ランジャタイの「やみつきになる」魅力とは お笑い有識者・K-PRO児島氏に聞く、ライブシーンの要注目コンビ

2019年のランジャタイ ※提供画像

昨年末の「M-1グランプリ2021」は、ファイナリスト9組のうち初の決勝進出コンビが5組という新鮮な顔ぶれだった。その中でひときわ強いインパクトを残したのがランジャタイだろう。2020年の敗者復活戦でも、ボケ・国崎の敗退コメント「国民最低~!」がSNSで話題になっていたが、昨年はついに決勝でネタを披露。「風の強い日に猫が飛ばされてくる」という導入から、どんどん想像もつかない展開になっていく漫才を、審査員の立川志らくはTwitterで「イリュージョン」と評した。

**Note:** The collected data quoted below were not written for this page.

use std::fs;
use std::path::Path;

use image::{GrayImage, Luma};
use pupilometer::{run_frames, FrameSource, RunConfig, RunError};

fn draw_disk_image(w: u32, h: u32, center: [f32; 2], radius: f32) -> GrayImage {
    GrayImage::from_fn(w, h, |x, y| {
        let dx = x as f32 - center[0];
        let dy = y as f32 - center[1];
        if dx * dx + dy * dy <= radius * radius {
            Luma([20])
        } else {
            Luma([200])
        }
    })
}

fn write_frames(dir: &Path) {
    draw_disk_image(200, 200, [100.0, 100.0], 50.0)
        .save(dir.join("f01.png"))
        .unwrap();
    GrayImage::from_pixel(200, 200, Luma([200]))
        .save(dir.join("f02.png"))
        .unwrap();
    fs::write(dir.join("f03.png"), b"truncated").unwrap();
    draw_disk_image(200, 200, [100.0, 100.0], 48.0)
        .save(dir.join("f04.png"))
        .unwrap();
}

#[test]
fn run_continues_past_bad_frames_and_saves_outputs() {
    let frames = tempfile::tempdir().unwrap();
    let out = tempfile::tempdir().unwrap();
    write_frames(frames.path());

    let cfg = RunConfig {
        output_dir: out.path().join("identified"),
        threshold_dir: out.path().join("threshold"),
        save_output: true,
        save_threshold_output: true,
        ..RunConfig::default()
    };
    let report = run_frames(FrameSource::open(frames.path()).unwrap(), &cfg).unwrap();

    assert_eq!(report.frames.len(), 4);
    assert_eq!(report.found, 2);
    assert_eq!(report.failed, 1);

    let idx: Vec<usize> = report.frames.iter().map(|f| f.index).collect();
    assert_eq!(idx, vec![1, 2, 3, 4]);
    assert!(report.frames[0].estimate.unwrap().is_found());
    assert!(!report.frames[1].estimate.unwrap().is_found());
    assert!(report.frames[2].error.is_some());
    assert!(report.frames[3].estimate.unwrap().is_found());

    assert!(out.path().join("identified/frame_001.png").exists());
    assert!(out.path().join("identified/frame_002.png").exists());
    assert!(!out.path().join("identified/frame_003.png").exists());
    assert!(out.path().join("threshold/threshold_004.png").exists());

    // 6 tiles at half size in a 3-column grid.
    let mosaic = image::open(out.path().join("identified/frame_001.png")).unwrap();
    assert_eq!((mosaic.width(), mosaic.height()), (300, 200));
}

#[test]
fn sink_failure_does_not_abort_the_run() {
    let frames = tempfile::tempdir().unwrap();
    write_frames(frames.path());
    let blocker = tempfile::NamedTempFile::new().unwrap();

    // Output "directory" is a regular file, so every write fails.
    let cfg = RunConfig {
        output_dir: blocker.path().join("identified"),
        save_output: true,
        ..RunConfig::default()
    };
    let report = run_frames(FrameSource::open(frames.path()).unwrap(), &cfg).unwrap();
    assert_eq!(report.frames.len(), 4);
    assert_eq!(report.found, 2);
}

#[test]
fn invalid_params_abort_before_first_frame() {
    let frames = tempfile::tempdir().unwrap();
    write_frames(frames.path());
    let mut cfg = RunConfig::default();
    cfg.params.validation.min_radius = 90;
    let err = run_frames(FrameSource::open(frames.path()).unwrap(), &cfg).unwrap_err();
    assert!(matches!(err, RunError::Locate(_)));
}

#[test]
fn json_config_fills_defaults_and_reports_bad_input() {
    let dir = tempfile::tempdir().unwrap();
    let good = dir.path().join("cfg.json");
    fs::write(
        &good,
        r#"{ "save_output": true, "params": { "segment": { "scales": [3, 9] } } }"#,
    )
    .unwrap();
    let cfg = RunConfig::from_json_file(&good).unwrap();
    assert!(cfg.save_output);
    assert_eq!(cfg.params.segment.scales, vec![3, 9]);
    assert_eq!(cfg.params.segment.binary_cutoff, 25);
    assert_eq!(cfg.circle_thickness, 3);
    assert_eq!(cfg.radius_font, None);

    let bad = dir.path().join("bad.json");
    fs::write(&bad, "{ not json").unwrap();
    assert!(matches!(
        RunConfig::from_json_file(&bad),
        Err(RunError::Json { .. })
    ));
    assert!(matches!(
        RunConfig::from_json_file(&dir.path().join("absent.json")),
        Err(RunError::Io { .. })
    ));
}

#[test]
fn unreadable_label_font_aborts_before_first_frame() {
    let frames = tempfile::tempdir().unwrap();
    let out = tempfile::tempdir().unwrap();
    write_frames(frames.path());
    let font = out.path().join("font.ttf");
    fs::write(&font, b"garbage").unwrap();

    let cfg = RunConfig {
        output_dir: out.path().join("identified"),
        save_output: true,
        radius_font: Some(font),
        ..RunConfig::default()
    };
    let err = run_frames(FrameSource::open(frames.path()).unwrap(), &cfg).unwrap_err();
    assert!(matches!(err, RunError::Font { .. }));
    assert!(!out.path().join("identified").exists());
}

そんなランジャタイを長年間近で見てきた、都内お笑いライブ制作を多数手掛けるK-PRO代表の児島気奈氏に、ランジャタイの魅力について聞いた。また今年のM-1に向け、ランジャタイのように台風の目になりそうな、ライブシーンの要注目コンビを紹介してもらった。

初見のお客さんには絶対わからないネタ

ネタ中のランジャタイ ※提供画像


児島氏とランジャタイの出会いは、2014年頃にさかのぼる。「まだ彼らが事務所(グレープカンパニー)に所属する前、エントリー制の誰でも出られるライブが最初の出会いでした。その後浜村凡平太さんというピン芸人さんに、面白い芸人さんがいると紹介されて、2016年頃からより色々なライブに出てもらうようになりました」
児島氏は面白い芸人を探すとき、芸人同士の口コミをかなり参考にしている。事務所に所属していないフリー芸人は、事務所の斡旋がないためライブに出にくい。そこで芸人同士が面白い仲間を紹介し合うことで、仕事の幅を広げていくのだという。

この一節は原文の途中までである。